It is sometimes alleged that the construction of
evolutionary models amounts to nothing more than the telling of "just-so
stories." However, the putative
originators of this criticism, Gould and Lewontin (1979), only attacked scenarios that were untestable or
untested. They particularly focused
their criticism of "adaptive storytelling" on cases where the adaptive function
of the trait in question was highly dubious, such as human sacrifice (Gould and Lewontin, 1979). Their point
was that some traits might be explained by processes other than selection. They never argued that systems like the
bacterial flagellum, where function, complexity, and adaptiveness are obvious,
might have an explanation not involving the extended action of natural selection.

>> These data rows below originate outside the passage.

//! # Server Assembly
//!
//! Builds the registry from config, spawns the health-probe, discovery and
//! stats-cleanup background loops, constructs the configured proxy engine
//! and selector, and wires the axum router. Grounded on the teacher's
//! `server.rs::create_server` for the "build state, spawn background tasks,
//! build router, layer middleware" shape, re-targeted from a provider-SDK
//! client plus plugin/auth/cache managers to `olla-core`'s registry/unifier/
//! proxy-engine trio.

use crate::config::{Config, ProxyEngineKind, SelectorConfig};
use crate::{handlers, middleware as olla_middleware};
use axum::routing::{any, get};
use axum::Router;
use olla_core::discovery::run_discovery_loop;
use olla_core::endpoint::Endpoint;
use olla_core::health::run_prober;
use olla_core::proxy::fast::FastProxyEngine;
use olla_core::proxy::simple::SimpleProxyEngine;
use olla_core::proxy::ProxyEngine;
use olla_core::registry::EndpointRegistry;
use olla_core::selector::{LeastConnectionsSelector, PrioritySelector, RoundRobinSelector, Selector};
use olla_core::stats::StatsCollector;
use olla_core::unifier::ModelRegistry;
use std::sync::Arc;
use std::time::Duration;
use tower_http::cors::{Any, CorsLayer};
use tower_http::timeout::TimeoutLayer;

/// Shared state handed to every handler. Cheap to clone: `EndpointRegistry`
/// and `StatsCollector` are themselves `Arc`-backed; everything else is
/// wrapped explicitly.
#[derive(Clone)]
pub struct AppState {
    pub config: Arc<Config>,
    pub registry: EndpointRegistry,
    pub models: Arc<ModelRegistry>,
    pub proxy_engine: Arc<dyn ProxyEngine>,
    pub stats: StatsCollector,
}

fn build_selector(kind: SelectorConfig, stats: StatsCollector) -> Arc<dyn Selector> {
    match kind {
        SelectorConfig::Priority => Arc::new(PrioritySelector),
        SelectorConfig::RoundRobin => Arc::new(RoundRobinSelector::default()),
        SelectorConfig::LeastConnections => Arc::new(LeastConnectionsSelector::new(stats)),
    }
}

fn build_proxy_engine(config: &Config, selector: Arc<dyn Selector>, stats: StatsCollector) -> Arc<dyn ProxyEngine> {
    match config.proxy.engine {
        ProxyEngineKind::Simple => Arc::new(SimpleProxyEngine::new(
            reqwest::Client::new(),
            selector,
            stats,
            config.proxy.max_retries,
        )),
        ProxyEngineKind::Fast => Arc::new(FastProxyEngine::new(
            selector,
            stats,
            config.proxy.max_retries,
            config.circuit_breaker.clone(),
        )),
    }
}

/// Assemble the full application: state, background loops, routes.
pub async fn create_server(config: Config) -> anyhow::Result<Router> {
    let registry = EndpointRegistry::new();
    let endpoints: Vec<Endpoint> = config
        .endpoints
        .iter()
        .map(|e| {
            let mut endpoint = Endpoint::new(e.name.clone(), e.url.clone(), e.provider_kind()?)
                .with_priority(e.priority);
            endpoint.max_connections = e.max_connections;
            Ok::<Endpoint, anyhow::Error>(endpoint)
        })
        .collect::<anyhow::Result<Vec<_>>>()?;
    registry.load_from_config(endpoints).await;

    let stats = StatsCollector::new(config.stats.clone());
    let models = Arc::new(ModelRegistry::new(config.discovery.model_staleness));

    let discovery_client = reqwest::Client::builder()
        .timeout(config.discovery.timeout)
        .build()?;
    let health_client = reqwest::Client::builder()
        .timeout(config.health.check_timeout)
        .build()?;

    for endpoint in registry.get_all().await.iter() {
        tokio::spawn(run_prober(
            registry.clone(),
            stats.clone(),
            endpoint.url.clone(),
            health_client.clone(),
            config.health.clone(),
        ));
    }
    tokio::spawn(run_discovery_loop(
        registry.clone(),
        models.clone(),
        discovery_client,
        config.discovery.clone(),
    ));
    tokio::spawn(stats.clone().run_cleanup_task());

    let selector = build_selector(config.selector, stats.clone());
    let proxy_engine = build_proxy_engine(&config, selector, stats.clone());

    let state = AppState {
        config: Arc::new(config.clone()),
        registry,
        models,
        proxy_engine,
        stats,
    };

    let cors = CorsLayer::new().allow_origin(Any).allow_methods(Any).allow_headers(Any);

    let app = Router::new()
        .route("/olla/models", get(handlers::list_unified_models))
        .route("/olla/{provider}/v1/models", get(handlers::list_provider_models))
        .route("/olla/{provider}/{*rest}", any(handlers::proxy_request))
        .route("/internal/health", get(handlers::health_check))
        .route("/internal/status", get(handlers::status))
        .route("/internal/status/endpoints", get(handlers::status_endpoints))
        .route("/internal/status/models", get(handlers::status_models))
        .layer(axum::middleware::from_fn_with_state(
            state.clone(),
            olla_middleware::access_log_middleware,
        ))
        .layer(TimeoutLayer::new(response_timeout(&state.config)))
        .layer(cors)
        .with_state(state);

    Ok(app)
}

fn response_timeout(config: &Config) -> Duration {
    config.server.response_timeout
}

A related objection to evolutionary modeling is that it is
armchair theorizing, unrelated to the practical concerns of the present
day. However, an examination of recent
discoveries of nonflagellar homologs of flagellar components shows that this is
not the case. The recognition of
homology between flagella and type III virulence systems has contributed
greatly to an understanding of the latter, which are implicated in many
diseases of humans, livestock, and crops (Hueck,
1998; Cornelis and Van Gijsegem, 2000; Büttner and Bonas, 2002; Blocker et al., 2003; He and Jin, 2003). Similarly,
the homology between ion channels and flagellar motor proteins contributes to
the understanding of the still-mysterious mechanism of the flagellar motor (Schmitt, 2003; Zhai et al., 2003). In the case
of the present model, the hypothesis of more extensive homology between the F1F0-ATP
synthetase and the type III export apparatus, if true, has important
implications, as the integral membrane components are the most poorly understood
portion of the flagellum and type III virulence systems (Macnab, 2003).
A final advantage of constructing an evolutionary model is
that it encourages the synthesis of data, relating the discoveries of
specialist subfields in a coherent framework.

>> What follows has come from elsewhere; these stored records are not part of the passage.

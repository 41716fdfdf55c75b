//! vLLM backend profile: `GET /v1/models` (OpenAI-compatible listing). vLLM
//! typically serves exactly one model per process, so the unifier expects
//! one entry per endpoint here and merges by name across multiple vLLM
//! endpoints serving the same model id.

use crate::error::CoreError;
use crate::models::ModelInfo;
use crate::profile::BackendProfile;
use serde::Deserialize;

pub struct VllmProfile;

#[derive(Debug, Deserialize)]
struct ModelsResponse {
    #[serde(default)]
    data: Vec<VllmModel>,
}

#[derive(Debug, Deserialize)]
struct VllmModel {
    id: String,
    #[serde(default)]
    max_model_len: Option<u64>,
}

impl BackendProfile for VllmProfile {
    fn model_discovery_path(&self) -> &'static str {
        "/v1/models"
    }

    fn health_check_path(&self) -> &'static str {
        "/health"
    }

    fn openai_compatible(&self) -> bool {
        true
    }

    fn parse_models(&self, body: &[u8]) -> Result<Vec<ModelInfo>, CoreError> {
        if body.iter().all(|b| b.is_ascii_whitespace()) {
            return Ok(Vec::new());
        }
        let parsed: ModelsResponse =
            serde_json::from_slice(body).map_err(|e| CoreError::DiscoveryParse {
                endpoint: String::new(),
                reason: e.to_string(),
            })?;

        Ok(parsed
            .data
            .into_iter()
            .map(|m| {
                let mut info = ModelInfo::new(m.id);
                if let Some(len) = m.max_model_len {
                    info.details
                        .insert("max_model_len".into(), serde_json::Value::from(len));
                }
                info
            })
            .collect())
    }
}

#[cfg(test)]
mod tests {
    use super::*;

    #[test]
    fn one_model_per_endpoint_is_the_common_case() {
        let body = br#"{"data":[{"id":"mistralai/Mistral-7B-Instruct-v0.2","max_model_len":32768}]}"#;
        let models = VllmProfile.parse_models(body).unwrap();
        assert_eq!(models.len(), 1);
        assert_eq!(models[0].name, "mistralai/Mistral-7B-Instruct-v0.2");
    }
}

Such a framework is a prerequisite for more detailed evolutionary
investigations, providing research questions and hypotheses to test, and
challenging dissenters to come up with better models. Until now a detailed evolutionary model had never been seriously
attempted for the bacterial flagellum, and even this fairly basic survey has
yielded several discoveries that were not obvious at the outset. The bacterial flagellum (and prokaryote
motility systems in general) probably arose in large, coccus-shaped bacteria
that were essentially modern in terms of complexity. It is not necessary to suppose that the flagellum co-evolved with
the cell wall and membranes before the last common ancestor of life. This would be a much more difficult event to
study in any case. The previously
accepted homologies between flagellar components and nonflagellar systems (such
as for FliI and MotAB) are not the strange anomalies they appear to be when
viewed in isolation, rather they fit well into a gradual model of flagellar
evolution, and give clues as to where further homologies may be
discovered. Cooption of preexisting
subsystems are the key events of interest in the model; gene duplications
within the system primarily add complexity after the origin of the protoflagellum,
and other processes, such as domain-swapping and the loss of "scaffolding"
components, are relatively minor players.
Finally, in light of the organized complexity and apparent "design" of
the flagellum, the very fact that a step-by-step Darwinian model can be
constructed that is plausible and testable significantly weakens the suggestion
that extraordinary explanations might be required.
This work could not have been accomplished without help from
numerous individuals, who supplied ideas, references, encouragement, and
helpful comments. First, Ian Musgrave
and his work on this topic were inspirational, and he was a helpful
discussant. Pete Dunkelberg, Matt
Inlay, Alan Gishlick, Mike Hopkins, Wesley Elsberry, John Wilkins, Pim van
Meurs, and many others gave help in terms of editing and informal
discussions. The initial inspiration
was another paper, on the evolution of biological complexity, written for a
course taught Jim Proctor, although the present paper ended up going far beyond
the original topic.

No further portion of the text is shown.